Under the new system, Maryland will play Rutgers every year as a protected opponent and will face Indiana and Michigan as “two-play opponents,” meaning they will play both home and away in 2024 and 2025. Each team’s two-play opponents will change every two years.
Penn State is the only team without an assigned permanent opponent, and Iowa is the only one to have three. The format, according to the conference, was designed to allow for “control and flexibility” and create better access for the league into the College Football Playoff. It also allows for traditional rivalries to continue, like Michigan-Ohio State, USC-UCLA and Wisconsin-Minnesota, among others.
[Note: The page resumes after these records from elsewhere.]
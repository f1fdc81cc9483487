//! Amount extraction from noisy receipt text.

use rust_decimal::Decimal;
use std::str::FromStr;

use crate::error::AmountParseError;
use super::{ExtractionMatch, FieldExtractor};
use super::patterns::{AMOUNT_TOKEN, PLAIN_DECIMAL};

/// Amount field extractor.
///
/// Reads `digits[,.]digits` tokens anywhere in the text, so currency symbols
/// and labels around the number are ignored. Precision is kept as printed.
pub struct AmountExtractor;

impl AmountExtractor {
    pub fn new() -> Self {
        Self
    }
}

impl Default for AmountExtractor {
    fn default() -> Self {
        Self::new()
    }
}

impl FieldExtractor for AmountExtractor {
    type Output = ExtractionMatch<Decimal>;

    fn extract(&self, text: &str) -> Option<Self::Output> {
        let token = AMOUNT_TOKEN.find(text)?;
        let amount = parse_decimal(token.as_str())?;
        Some(ExtractionMatch::new(amount, token.as_str()).with_position(token.start(), token.end()))
    }

    fn extract_all(&self, text: &str) -> Vec<Self::Output> {
        AMOUNT_TOKEN
            .find_iter(text)
            .filter_map(|token| {
                parse_decimal(token.as_str()).map(|amount| {
                    ExtractionMatch::new(amount, token.as_str())
                        .with_position(token.start(), token.end())
                })
            })
            .collect()
    }
}

/// Extract the first amount token of `text`.
///
/// Fails when there is no token, or when the first token does not fit a
/// decimal (e.g. too many digits); later tokens are never tried.
pub fn extract_amount(text: &str) -> Result<Decimal, AmountParseError> {
    AmountExtractor::new()
        .extract(text)
        .map(|m| m.value)
        .ok_or_else(|| AmountParseError {
            raw_value: text.to_string(),
        })
}

/// Parse the whole of `text` as a decimal, reading a comma as the separator.
///
/// Only plain `[+-]digits[,.digits]` text is read, and a value that does not
/// fit a decimal exactly is rejected rather than rounded.
pub fn parse_decimal(text: &str) -> Option<Decimal> {
    if !PLAIN_DECIMAL.is_match(text) {
        return None;
    }
    Decimal::from_str_exact(&text.replace(',', ".")).ok()
}
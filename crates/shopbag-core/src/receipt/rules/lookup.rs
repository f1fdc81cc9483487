//! Label lookup over unordered field collections.
//!
//! Absence is reported as an empty string rather than an error: downstream
//! rules decide what a missing field means.

use crate::models::expense::{labels, RawField};

/// First field whose label equals `label` exactly.
pub fn find_field<'a>(fields: &'a [RawField], label: &str) -> Option<&'a RawField> {
    fields.iter().find(|f| f.label == label)
}

/// Text of the first field labelled `label`, or `""` when none is.
pub fn find<'a>(fields: &'a [RawField], label: &str) -> &'a str {
    find_field(fields, label).map(|f| f.text.as_str()).unwrap_or("")
}

/// Currency code attached to the first `TOTAL` field, or `""`.
pub fn find_currency(fields: &[RawField]) -> &str {
    find_field(fields, labels::TOTAL)
        .and_then(|f| f.currency_code.as_deref())
        .unwrap_or("")
}
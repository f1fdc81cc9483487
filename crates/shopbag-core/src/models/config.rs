//! Configuration structures for receipt normalization.

use serde::{Deserialize, Serialize};
use std::path::Path;

use crate::error::{Result, ShopbagError};
use crate::receipt::rules::dates::DEFAULT_TWO_DIGIT_YEAR_PIVOT;

/// Main configuration for shopbag.
#[derive(Debug, Clone, Default, PartialEq, Eq, Serialize, Deserialize)]
#[serde(default)]
pub struct ShopbagConfig {
    /// Field extraction configuration.
    pub extraction: ExtractionConfig,

    /// Output configuration.
    pub output: OutputConfig,

    /// Batch processing configuration.
    pub batch: BatchConfig,
}

/// Field extraction configuration.
#[derive(Debug, Clone, PartialEq, Eq, Serialize, Deserialize)]
#[serde(default)]
pub struct ExtractionConfig {
    /// Two-digit years below this value are read as 20yy, the rest as 19yy.
    pub two_digit_year_pivot: u8,
}

impl Default for ExtractionConfig {
    fn default() -> Self {
        Self {
            two_digit_year_pivot: DEFAULT_TWO_DIGIT_YEAR_PIVOT,
        }
    }
}

/// Receipt output format.
#[derive(Debug, Clone, Copy, Default, PartialEq, Eq, Serialize, Deserialize)]
#[serde(rename_all = "lowercase")]
pub enum OutputFormat {
    #[default]
    Json,
    Csv,
    Text,
}

/// Output configuration.
#[derive(Debug, Clone, Default, PartialEq, Eq, Serialize, Deserialize)]
#[serde(default)]
pub struct OutputConfig {
    /// Default output format.
    pub format: OutputFormat,

    /// Pretty-print JSON output.
    pub pretty: bool,
}

/// Batch processing configuration.
#[derive(Debug, Clone, PartialEq, Eq, Serialize, Deserialize)]
#[serde(default)]
pub struct BatchConfig {
    /// Number of documents assembled concurrently.
    pub jobs: usize,

    /// Keep going after a document fails.
    pub continue_on_error: bool,
}

impl Default for BatchConfig {
    fn default() -> Self {
        Self {
            jobs: 4,
            continue_on_error: false,
        }
    }
}

impl ShopbagConfig {
    /// Load configuration from a JSON file.
    pub fn from_file(path: &Path) -> Result<Self> {
        let content = std::fs::read_to_string(path)?;
        let config: Self = serde_json::from_str(&content)?;
        config.validate()?;
        Ok(config)
    }

    /// Save configuration to a JSON file.
    pub fn save(&self, path: &Path) -> Result<()> {
        let content = serde_json::to_string_pretty(self)?;
        std::fs::write(path, content)?;
        Ok(())
    }

    /// Reject values the engine cannot work with.
    pub fn validate(&self) -> Result<()> {
        if self.extraction.two_digit_year_pivot > 100 {
            return Err(ShopbagError::Config(format!(
                "extraction.two_digit_year_pivot must be between 0 and 100, got {}",
                self.extraction.two_digit_year_pivot
            )));
        }
        if self.batch.jobs == 0 {
            return Err(ShopbagError::Config("batch.jobs must be at least 1".to_string()));
        }
        Ok(())
    }
}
The conference’s announcement also included each team’s opponents for the 2024 and 2025 seasons. In addition to a home game against Rutgers, Maryland will play Illinois, Indiana, Iowa and Michigan on the road in 2024, while hosting Michigan State, Purdue, Rutgers, USC and Wisconsin. In 2025, the Terps will host Indiana, Michigan, Nebraska and Penn State, and go on the road to take on Minnesota, Northwestern, Ohio State, Rutgers and UCLA.
The Big Ten is the final “Power Five” conference to make the decision to void divisions, and the move was considered by many to be an inevitability once other conferences began to do so and the addition of two West Coast schools was announced. The Big 12, ACC and Pac-12 have already implemented a format where the teams with the best two conference records compete in the championship game, and SEC will do so in 2024 when Texas and Oklahoma become league members.
The Big Ten first implemented divisions for the 2011 season, splitting its then-12 conference members into “Leaders” and “Legends.” When Maryland and Rutgers joined the conference in 2014, those divisions were replaced with the current geographically-based ones. The West Division is comprised of Illinois, Iowa, Minnesota, Nebraska, Northwestern, Purdue and Wisconsin, with Purdue being the only team in the West Division not in the Central time zone. The East Division includes Indiana, Maryland, Michigan, Michigan State, Ohio State, Penn State and Rutgers.
The West Division’s representative in the Big Ten championship game has never defeated the top team from the East Division in the nine matchups since the two divisions were created. In that span, Ohio State has won five championships, Michigan has won two and both Penn State and Michigan State have a single conference title.
Additionally, Ohio State, Michigan and Michigan State are the only teams from the conference to have qualified for the College Football Playoff, which also began in 2014 and will expand from four teams to 12 in 2024.
Maryland is considered by many to be one of the Big Ten programs with the most to gain from the abolition of divisions. Since joining the league, the Terps are 8-16 (.333 winning percentage) against West Division opponents and 15-36 (.294) against East Division opposition, with 10 of those wins coming against either Indiana or Rutgers. Against the quartet of Michigan, Michigan State, Penn State and Ohio State, Maryland has a combined record since of 5-28 since 2014.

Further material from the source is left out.